Cette distinction de la jeune artiste a rappelé aux acteurs de la scène musicale camerounaise la célébration, en décembre 2008 de la 7ème édition du Festival national des arts et de la culture (Fenac) ressuscité par la ministre de la Culture, Ama Tutu Muna, à l’occasion de l’édition de Maroua. Une édition de cette fête culturelle nationale particulièrement attendue qui a vécu sans pour autant convaincre sur les capacités de l’organisation. Si les populations de Maroua, pas habituées à accueillir autant de monde dans leur ville, ont montré un enthousiasme indéniable, c’est avec un goût d’inachevé que les différentes délégations avaient en effet quitté Maroua le 24 décembre 2009. Déçues de ce que, contrairement à ce que laissaient présager les préparatifs et l’engouement de la ministre de la Culture, Ama Tutu Muna dans l’organisation de cette 7ème édition attendue depuis six ans, la fête a souffert de mille maux.

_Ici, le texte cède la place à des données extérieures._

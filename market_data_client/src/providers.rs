//! Provider abstraction for market data sources.
//!
//! This module defines the [`DataProvider`] trait, which serves as a unified
//! interface for fetching daily bars and price snapshots from any market data
//! vendor. Each concrete provider implementation (such as the KIS REST
//! provider) handles vendor-specific API logic: authentication lifecycle,
//! rate limiting, retries, pagination, and response normalization.
//!
//! The trait is designed for async usage and supports dynamic dispatch
//! (`dyn DataProvider`) so orchestration code can be tested against stubs.

pub mod kis_rest;

use async_trait::async_trait;
use shared_utils::env::MissingEnvVarError;
use snafu::{Backtrace, Snafu};

use crate::models::{bar::Bar, quote::Quote, request::DailyBarsRequest};

/// Trait for fetching price data from a market data provider.
#[async_trait]
pub trait DataProvider: Send + Sync {
    /// Fetches daily OHLCV bars for one instrument, sorted by date ascending.
    ///
    /// # Returns
    ///
    /// * `Ok(Vec<Bar>)` - Normalized bars; may be empty when the provider has
    ///   no data for the requested range.
    /// * `Err(ProviderError)` - After local retries are exhausted.
    async fn fetch_daily_bars(&self, request: DailyBarsRequest) -> Result<Vec<Bar>, ProviderError>;

    /// Fetches the latest price snapshot for one instrument.
    async fn fetch_quote(&self, ticker: &str) -> Result<Quote, ProviderError>;
}

/// Errors that can occur during the creation of a provider instance.
#[derive(Debug, Snafu)]
#[snafu(visibility(pub))]
pub enum ProviderInitError {
    /// A required credential environment variable is unset.
    #[snafu(display("Missing environment variable: {source}"))]
    MissingEnvVar {
        source: MissingEnvVarError,
        backtrace: Backtrace,
    },

    /// Failed to build the HTTP client.
    #[snafu(display("Failed to build HTTP client: {source}"))]
    ClientBuild {
        source: reqwest::Error,
        backtrace: Backtrace,
    },
}

/// Errors that can occur within a [`DataProvider`] implementation.
#[derive(Debug, Snafu)]
#[snafu(visibility(pub))]
pub enum ProviderError {
    /// A transport-level error (network failure, timeout) that survived all
    /// retry attempts.
    #[snafu(display("API request failed: {source}"))]
    Request {
        source: reqwest::Error,
        backtrace: Backtrace,
    },

    /// The provider's API returned a non-success status after all retry
    /// attempts.
    #[snafu(display("API error ({status}): {message}"))]
    Api {
        status: u16,
        message: String,
        backtrace: Backtrace,
    },

    /// The token endpoint rejected the credentials or returned no token.
    #[snafu(display("Token acquisition failed: {message}"))]
    Token {
        message: String,
        backtrace: Backtrace,
    },

    /// The response body did not have the expected shape.
    #[snafu(display("Unexpected response shape: {message}"))]
    Malformed {
        message: String,
        backtrace: Backtrace,
    },

    /// An internal error occurred while processing data within the provider.
    #[snafu(display("Internal provider error: {message}"))]
    Internal {
        message: String,
        backtrace: Backtrace,
    },

    /// An error during provider configuration or initialization.
    #[snafu(display("Provider initialization error: {source}"))]
    Init {
        #[snafu(backtrace)]
        source: ProviderInitError,
    },
}

impl ProviderError {
    /// True when the provider answered but reported the instrument unknown
    /// or returned an empty result; callers surface this as not-found rather
    /// than unavailable.
    pub fn is_not_found(&self) -> bool {
        matches!(self, ProviderError::Api { status, .. } if *status == 404)
            || matches!(self, ProviderError::Malformed { .. })
    }
}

Des souvenirs que ne garderont cependant pas les poètes camerounais de cette année 2009. En cette soirée du mardi 10 novembre en effet, dans l’un des salons de l’hôtel Hilton de Yaoundé, c’est une ambiance de fête qui bat son plein. La raison de ces réjouissances, la cérémonie de lancement des Instants poétiques du Cameroun qui a fait courir les amoureux de la poésie camerounaise. Organisée par madame la ministre de la culture. Pour l’occasion, de nombreux amoureux de la poésie ont assisté à cette cérémonie au cours de laquelle Jean Claude Awono, le président de la Ronde des poètes a remercié le gouvernement à travers la ministre de la Culture, instigatrice et caution étatique de ces "instants poétiques du Cameroun".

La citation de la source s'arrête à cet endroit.